Michael Lou: Thanks, Danny. I’ll highlight a handful of key operating items for the fourth quarter and also discuss a few of our 2023 guidance items. Crude realizations remain at a premium to WTI and our pricing averaged $0.99 premium to the benchmark over the quarter. While this was slightly below fourth quarter midpoint guidance, pricing has been strong and we continued to expect that in 2023. NGL and residue gas pricing deteriorated sequentially reflecting falling benchmark pricing. NGL prices fell more than WTI sequentially, which resulted in lower NGL realizations as a percent of crude. Residue gas pricing was weaker than expected, primarily reflecting increased regional gas competition resulting from a warm start to the winter.
LOE averaged $9.87 per Boe for the fourth quarter toward the high end of our guidance as the volume disruptions increased per unit costs. For full year 2023 we baked in some of the inflation that we saw on the production side in 2022 into our guidance. Production taxes were approximately 8% of oil and gas revenue in line with guidance. In 2023 we expect this to go down modestly reflecting lower trailing WTI pricing, which recently lowered the North Dakota oil tax rate back to early 2022 levels. Chord cash G&A expense was $22.4 million in the fourth quarter, which was a little higher than expected due to conforming the two companies accounting policies. The number excludes about 12 million of cash costs associated with the merger. Chord excludes these charges in calculating adjusted free cash flow for the return of capital program as they are viewed as one-time cost associated with integrating the merger.
At this juncture, we believe the majority of merger related expenses have been taken in the second half of 2022, although we expect about $9 million of merger related expenses to hit 2023 for things like relocation and severance. Our 2023 cash G&A guidance of $68 million reflects recurring operations only. Chord paid about approximately $10 million in cash taxes in the fourth quarter associated with the September monetization of $16 million Crestwood units. These cash taxes were excluded from our adjusted free cash flow calculation given they are not associated with continuing operations. In 2023, we estimate no cash taxes in the first quarter and for subsequent quarters we’re expecting about two to 8% of EBITDA at oil prices of $70 to $90.
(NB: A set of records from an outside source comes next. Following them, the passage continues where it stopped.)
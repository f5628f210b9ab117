//! Profile-by-user DataLoader
//!
//! Batches `User.profile` lookups into one grouped fetch keyed by user id.

use async_graphql::dataloader::Loader;
use std::collections::HashMap;
use std::sync::Arc;
use uuid::Uuid;

use crate::error::ApiError;
use crate::models::Profile;
use crate::repositories::SharedStore;

use super::shared_error;

/// DataLoader for batching profile lookups by owning user
#[derive(Clone)]
pub struct ProfileByUserLoader {
    store: SharedStore,
}

impl ProfileByUserLoader {
    pub fn new(store: SharedStore) -> Self {
        Self { store }
    }
}

impl Loader<Uuid> for ProfileByUserLoader {
    type Value = Option<Profile>;
    type Error = Arc<ApiError>;

    async fn load(&self, keys: &[Uuid]) -> Result<HashMap<Uuid, Self::Value>, Self::Error> {
        tracing::debug!(keys = keys.len(), "Batch loading profiles");

        let profiles = self
            .store
            .profiles_by_user_ids(keys)
            .await
            .map_err(shared_error)?;

        // Every requested key gets an entry so users without a profile are memoized too
        let mut result: HashMap<Uuid, Option<Profile>> =
            keys.iter().map(|key| (*key, None)).collect();
        for profile in profiles {
            result.insert(profile.user_id, Some(profile));
        }

        Ok(result)
    }
}
//! Post model for Memberhub

use serde::{Deserialize, Serialize};
use sqlx::FromRow;
use uuid::Uuid;

/// Post record from the posts table
#[derive(Debug, Clone, PartialEq, FromRow, Serialize)]
pub struct Post {
    /// Unique post identifier
    pub id: Uuid,

    /// Post title
    pub title: String,

    /// Post body
    pub content: String,

    /// User who wrote the post
    pub author_id: Uuid,
}

/// Post creation input
#[derive(Debug, Clone, Deserialize)]
pub struct CreatePost {
    pub title: String,
    pub content: String,
    pub author_id: Uuid,
}

/// Partial post update
#[derive(Debug, Clone, Default, Deserialize)]
pub struct UpdatePost {
    pub title: Option<String>,
    pub content: Option<String>,
}

impl Post {
    /// Build a new post row with a fresh identifier
    pub fn create(input: CreatePost) -> Self {
        Self {
            id: Uuid::new_v4(),
            title: input.title,
            content: input.content,
            author_id: input.author_id,
        }
    }

    /// Apply a partial update in place
    pub fn apply(&mut self, update: UpdatePost) {
        if let Some(title) = update.title {
            self.title = title;
        }
        if let Some(content) = update.content {
            self.content = content;
        }
    }
}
Turning to liquidity, Chord has nothing drawn on its $2.75 billion borrowing base, which has elected commitments of a billion dollars. Cash was approximately $593 million as of December 31st as well. In closing, Chord is generating stronger returns, which supports our sustainable free cash flow profile and feeds our robust return of capital program. We demonstrated this with approximately $1.3 billion of free cash flow in 2022 and over $1.2 billion returned to shareholders. Our operations team continues to improve the asset base demonstrably through spacing and longer laterals, which drives a longer, more predictable and more economic inventory life. To close, we are incredibly proud to be a safe and responsible, low cost provider of energy, which fuels a better world and we are also proud of the entire Chord team who has come together and chooses to do the right — what is right for each other the company and our communities.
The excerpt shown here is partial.